[[ DATA SUPPLIED open ]]
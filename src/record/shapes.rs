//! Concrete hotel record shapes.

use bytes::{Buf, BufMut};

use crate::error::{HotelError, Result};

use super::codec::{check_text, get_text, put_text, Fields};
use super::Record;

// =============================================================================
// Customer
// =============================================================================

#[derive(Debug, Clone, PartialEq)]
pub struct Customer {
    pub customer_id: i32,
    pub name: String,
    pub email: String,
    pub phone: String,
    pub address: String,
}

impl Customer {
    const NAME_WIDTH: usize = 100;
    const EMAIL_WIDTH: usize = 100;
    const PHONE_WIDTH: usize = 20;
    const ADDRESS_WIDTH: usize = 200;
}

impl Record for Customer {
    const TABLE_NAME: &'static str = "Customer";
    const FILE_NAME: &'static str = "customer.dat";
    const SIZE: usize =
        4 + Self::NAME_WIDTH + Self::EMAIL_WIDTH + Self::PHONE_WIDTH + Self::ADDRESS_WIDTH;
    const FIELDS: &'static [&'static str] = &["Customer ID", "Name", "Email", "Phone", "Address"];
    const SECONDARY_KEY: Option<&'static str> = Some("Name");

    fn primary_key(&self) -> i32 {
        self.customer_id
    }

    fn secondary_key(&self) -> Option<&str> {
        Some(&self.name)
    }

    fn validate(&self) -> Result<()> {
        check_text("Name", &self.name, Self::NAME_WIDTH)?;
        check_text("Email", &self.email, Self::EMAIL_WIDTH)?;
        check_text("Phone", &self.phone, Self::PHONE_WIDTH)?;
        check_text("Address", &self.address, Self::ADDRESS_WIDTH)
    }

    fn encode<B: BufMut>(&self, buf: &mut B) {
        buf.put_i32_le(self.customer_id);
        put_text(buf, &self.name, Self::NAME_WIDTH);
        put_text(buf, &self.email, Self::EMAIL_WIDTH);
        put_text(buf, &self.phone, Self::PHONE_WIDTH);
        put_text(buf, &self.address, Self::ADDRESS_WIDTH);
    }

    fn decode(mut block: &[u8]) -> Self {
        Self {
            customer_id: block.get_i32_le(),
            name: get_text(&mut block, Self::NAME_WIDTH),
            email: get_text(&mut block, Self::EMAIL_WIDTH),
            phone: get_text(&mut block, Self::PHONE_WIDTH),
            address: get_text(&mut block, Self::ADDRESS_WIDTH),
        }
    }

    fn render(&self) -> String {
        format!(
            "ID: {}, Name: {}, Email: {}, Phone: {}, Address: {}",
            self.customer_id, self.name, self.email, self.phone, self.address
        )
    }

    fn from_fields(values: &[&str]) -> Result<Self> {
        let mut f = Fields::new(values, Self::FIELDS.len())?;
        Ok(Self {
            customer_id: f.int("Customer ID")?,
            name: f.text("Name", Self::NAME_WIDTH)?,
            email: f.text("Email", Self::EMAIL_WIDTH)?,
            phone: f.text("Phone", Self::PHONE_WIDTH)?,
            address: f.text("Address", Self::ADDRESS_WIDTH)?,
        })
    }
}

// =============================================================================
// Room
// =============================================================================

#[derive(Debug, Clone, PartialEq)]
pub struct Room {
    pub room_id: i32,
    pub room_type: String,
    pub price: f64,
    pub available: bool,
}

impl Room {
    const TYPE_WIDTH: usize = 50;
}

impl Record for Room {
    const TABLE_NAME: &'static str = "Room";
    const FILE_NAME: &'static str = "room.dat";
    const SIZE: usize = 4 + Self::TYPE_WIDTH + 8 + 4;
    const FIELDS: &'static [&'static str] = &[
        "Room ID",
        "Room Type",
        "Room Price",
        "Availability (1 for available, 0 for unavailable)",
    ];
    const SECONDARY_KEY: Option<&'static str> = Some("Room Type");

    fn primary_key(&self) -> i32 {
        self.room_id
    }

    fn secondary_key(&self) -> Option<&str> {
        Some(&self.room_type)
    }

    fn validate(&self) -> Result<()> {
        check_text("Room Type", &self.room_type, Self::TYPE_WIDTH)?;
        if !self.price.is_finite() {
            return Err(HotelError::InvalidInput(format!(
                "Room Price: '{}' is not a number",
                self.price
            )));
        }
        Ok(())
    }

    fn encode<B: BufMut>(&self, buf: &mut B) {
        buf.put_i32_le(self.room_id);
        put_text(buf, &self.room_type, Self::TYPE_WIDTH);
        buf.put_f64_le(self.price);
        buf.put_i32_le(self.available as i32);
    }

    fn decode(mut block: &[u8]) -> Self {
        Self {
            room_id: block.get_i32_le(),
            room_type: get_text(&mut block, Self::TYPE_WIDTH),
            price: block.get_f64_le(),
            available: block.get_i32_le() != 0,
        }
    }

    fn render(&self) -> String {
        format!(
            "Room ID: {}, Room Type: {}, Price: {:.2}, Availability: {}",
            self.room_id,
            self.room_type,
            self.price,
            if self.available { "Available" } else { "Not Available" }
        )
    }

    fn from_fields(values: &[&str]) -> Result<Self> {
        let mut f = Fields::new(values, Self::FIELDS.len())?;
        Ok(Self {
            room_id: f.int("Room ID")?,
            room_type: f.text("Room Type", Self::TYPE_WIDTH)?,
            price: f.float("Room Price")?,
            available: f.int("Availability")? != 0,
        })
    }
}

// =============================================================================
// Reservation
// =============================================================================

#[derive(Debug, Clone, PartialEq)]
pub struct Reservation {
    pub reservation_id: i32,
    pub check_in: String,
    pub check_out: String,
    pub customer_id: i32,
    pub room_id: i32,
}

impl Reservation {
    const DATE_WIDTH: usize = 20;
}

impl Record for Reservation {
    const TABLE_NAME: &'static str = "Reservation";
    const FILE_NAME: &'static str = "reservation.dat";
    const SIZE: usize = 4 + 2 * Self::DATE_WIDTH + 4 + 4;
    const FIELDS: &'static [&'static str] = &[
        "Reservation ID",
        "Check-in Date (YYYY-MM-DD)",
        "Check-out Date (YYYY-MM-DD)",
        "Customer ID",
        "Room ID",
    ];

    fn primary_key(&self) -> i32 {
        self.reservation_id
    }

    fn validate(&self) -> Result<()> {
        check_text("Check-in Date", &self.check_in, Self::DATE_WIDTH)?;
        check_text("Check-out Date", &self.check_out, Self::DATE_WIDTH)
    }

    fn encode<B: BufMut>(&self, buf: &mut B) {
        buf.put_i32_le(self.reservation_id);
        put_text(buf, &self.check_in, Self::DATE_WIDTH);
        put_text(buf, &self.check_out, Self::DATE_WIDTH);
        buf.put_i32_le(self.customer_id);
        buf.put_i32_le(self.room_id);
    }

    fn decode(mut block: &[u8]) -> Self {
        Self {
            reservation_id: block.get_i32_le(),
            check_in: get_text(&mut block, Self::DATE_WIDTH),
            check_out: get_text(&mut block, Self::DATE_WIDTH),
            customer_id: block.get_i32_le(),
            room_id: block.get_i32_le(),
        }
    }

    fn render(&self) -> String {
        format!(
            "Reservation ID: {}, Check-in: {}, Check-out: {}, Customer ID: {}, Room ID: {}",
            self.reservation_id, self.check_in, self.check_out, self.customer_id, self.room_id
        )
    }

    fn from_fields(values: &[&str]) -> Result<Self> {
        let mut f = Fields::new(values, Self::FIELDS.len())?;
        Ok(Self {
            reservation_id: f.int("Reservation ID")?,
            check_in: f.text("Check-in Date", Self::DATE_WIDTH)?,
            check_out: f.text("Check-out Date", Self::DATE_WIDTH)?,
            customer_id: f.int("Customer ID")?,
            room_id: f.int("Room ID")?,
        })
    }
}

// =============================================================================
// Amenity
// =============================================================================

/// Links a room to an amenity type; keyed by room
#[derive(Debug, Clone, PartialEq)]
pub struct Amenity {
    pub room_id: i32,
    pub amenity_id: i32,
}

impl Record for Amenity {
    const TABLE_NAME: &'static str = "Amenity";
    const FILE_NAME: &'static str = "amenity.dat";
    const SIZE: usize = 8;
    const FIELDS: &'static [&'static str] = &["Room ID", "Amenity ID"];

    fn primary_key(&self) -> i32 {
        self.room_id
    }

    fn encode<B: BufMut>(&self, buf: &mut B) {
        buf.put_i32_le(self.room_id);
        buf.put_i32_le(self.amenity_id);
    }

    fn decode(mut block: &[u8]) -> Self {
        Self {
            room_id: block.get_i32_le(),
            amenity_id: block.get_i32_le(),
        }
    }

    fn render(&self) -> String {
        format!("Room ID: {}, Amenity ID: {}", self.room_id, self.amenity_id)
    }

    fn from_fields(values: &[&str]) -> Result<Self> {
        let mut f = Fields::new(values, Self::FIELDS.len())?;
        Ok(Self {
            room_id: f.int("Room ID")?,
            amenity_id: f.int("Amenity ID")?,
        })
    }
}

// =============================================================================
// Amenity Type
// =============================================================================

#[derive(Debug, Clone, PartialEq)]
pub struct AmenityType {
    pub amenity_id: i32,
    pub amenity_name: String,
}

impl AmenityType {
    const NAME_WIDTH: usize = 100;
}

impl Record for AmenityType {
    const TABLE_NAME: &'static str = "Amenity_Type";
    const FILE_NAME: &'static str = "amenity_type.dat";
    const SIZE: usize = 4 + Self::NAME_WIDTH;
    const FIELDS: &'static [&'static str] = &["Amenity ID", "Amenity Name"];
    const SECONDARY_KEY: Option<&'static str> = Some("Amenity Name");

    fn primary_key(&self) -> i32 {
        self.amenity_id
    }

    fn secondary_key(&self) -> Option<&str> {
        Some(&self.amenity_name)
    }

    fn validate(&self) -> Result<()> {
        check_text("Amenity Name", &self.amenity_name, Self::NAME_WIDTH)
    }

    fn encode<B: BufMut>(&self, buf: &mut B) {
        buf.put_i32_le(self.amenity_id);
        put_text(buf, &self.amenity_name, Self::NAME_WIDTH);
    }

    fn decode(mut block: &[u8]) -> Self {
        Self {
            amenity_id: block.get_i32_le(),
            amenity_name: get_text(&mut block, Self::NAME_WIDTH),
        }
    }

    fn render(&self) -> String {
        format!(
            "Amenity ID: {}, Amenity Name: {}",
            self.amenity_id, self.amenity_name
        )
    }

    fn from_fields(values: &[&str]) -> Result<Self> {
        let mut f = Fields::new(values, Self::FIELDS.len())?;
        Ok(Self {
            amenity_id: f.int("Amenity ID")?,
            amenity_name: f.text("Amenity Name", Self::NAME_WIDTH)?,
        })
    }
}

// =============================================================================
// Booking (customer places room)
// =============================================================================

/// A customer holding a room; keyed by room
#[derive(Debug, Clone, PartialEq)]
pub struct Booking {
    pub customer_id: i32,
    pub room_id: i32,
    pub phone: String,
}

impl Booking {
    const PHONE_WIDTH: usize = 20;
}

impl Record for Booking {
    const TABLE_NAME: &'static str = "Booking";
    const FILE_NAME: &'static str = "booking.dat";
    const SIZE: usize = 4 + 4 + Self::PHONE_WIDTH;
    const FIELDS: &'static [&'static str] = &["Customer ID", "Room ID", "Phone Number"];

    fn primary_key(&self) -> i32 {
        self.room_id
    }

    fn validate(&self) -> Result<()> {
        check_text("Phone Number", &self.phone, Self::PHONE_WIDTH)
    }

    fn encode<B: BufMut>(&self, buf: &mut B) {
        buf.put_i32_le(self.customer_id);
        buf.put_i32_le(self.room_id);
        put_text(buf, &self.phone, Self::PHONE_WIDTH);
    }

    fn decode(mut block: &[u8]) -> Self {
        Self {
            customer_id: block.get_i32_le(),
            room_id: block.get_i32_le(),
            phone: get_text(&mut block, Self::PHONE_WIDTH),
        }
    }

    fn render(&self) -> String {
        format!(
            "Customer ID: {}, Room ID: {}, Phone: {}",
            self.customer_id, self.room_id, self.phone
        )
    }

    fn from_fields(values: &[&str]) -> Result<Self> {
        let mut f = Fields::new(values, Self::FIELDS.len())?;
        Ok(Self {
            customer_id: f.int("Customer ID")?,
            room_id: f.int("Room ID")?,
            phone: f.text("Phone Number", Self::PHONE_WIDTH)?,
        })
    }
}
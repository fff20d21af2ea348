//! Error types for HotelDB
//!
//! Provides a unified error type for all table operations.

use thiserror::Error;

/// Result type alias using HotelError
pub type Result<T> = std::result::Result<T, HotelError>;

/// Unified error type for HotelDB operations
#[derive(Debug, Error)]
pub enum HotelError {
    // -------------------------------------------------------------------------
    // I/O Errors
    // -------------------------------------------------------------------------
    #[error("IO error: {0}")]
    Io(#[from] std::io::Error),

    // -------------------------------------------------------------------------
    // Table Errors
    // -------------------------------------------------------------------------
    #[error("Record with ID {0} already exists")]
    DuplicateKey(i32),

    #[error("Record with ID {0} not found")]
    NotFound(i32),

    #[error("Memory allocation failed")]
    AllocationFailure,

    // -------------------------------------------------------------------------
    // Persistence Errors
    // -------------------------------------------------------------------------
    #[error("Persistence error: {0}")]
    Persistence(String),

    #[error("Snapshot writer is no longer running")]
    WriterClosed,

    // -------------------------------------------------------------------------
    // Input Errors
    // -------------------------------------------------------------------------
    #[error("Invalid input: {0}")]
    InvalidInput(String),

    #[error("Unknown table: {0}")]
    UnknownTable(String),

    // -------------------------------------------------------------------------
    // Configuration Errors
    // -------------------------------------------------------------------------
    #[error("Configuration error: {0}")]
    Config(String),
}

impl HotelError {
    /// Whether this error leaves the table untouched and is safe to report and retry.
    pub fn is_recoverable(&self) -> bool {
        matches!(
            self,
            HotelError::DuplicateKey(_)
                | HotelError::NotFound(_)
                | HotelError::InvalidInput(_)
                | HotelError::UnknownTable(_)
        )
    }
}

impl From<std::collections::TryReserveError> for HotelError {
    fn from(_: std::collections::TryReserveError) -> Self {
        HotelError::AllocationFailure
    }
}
[[ DATA SUPPLIED closed ]]
_TASK OBJECTIVE_:
Please count the lines above that contain the string "Availability" and reply with the number alone.

_WRITTEN RESPONSE_:
3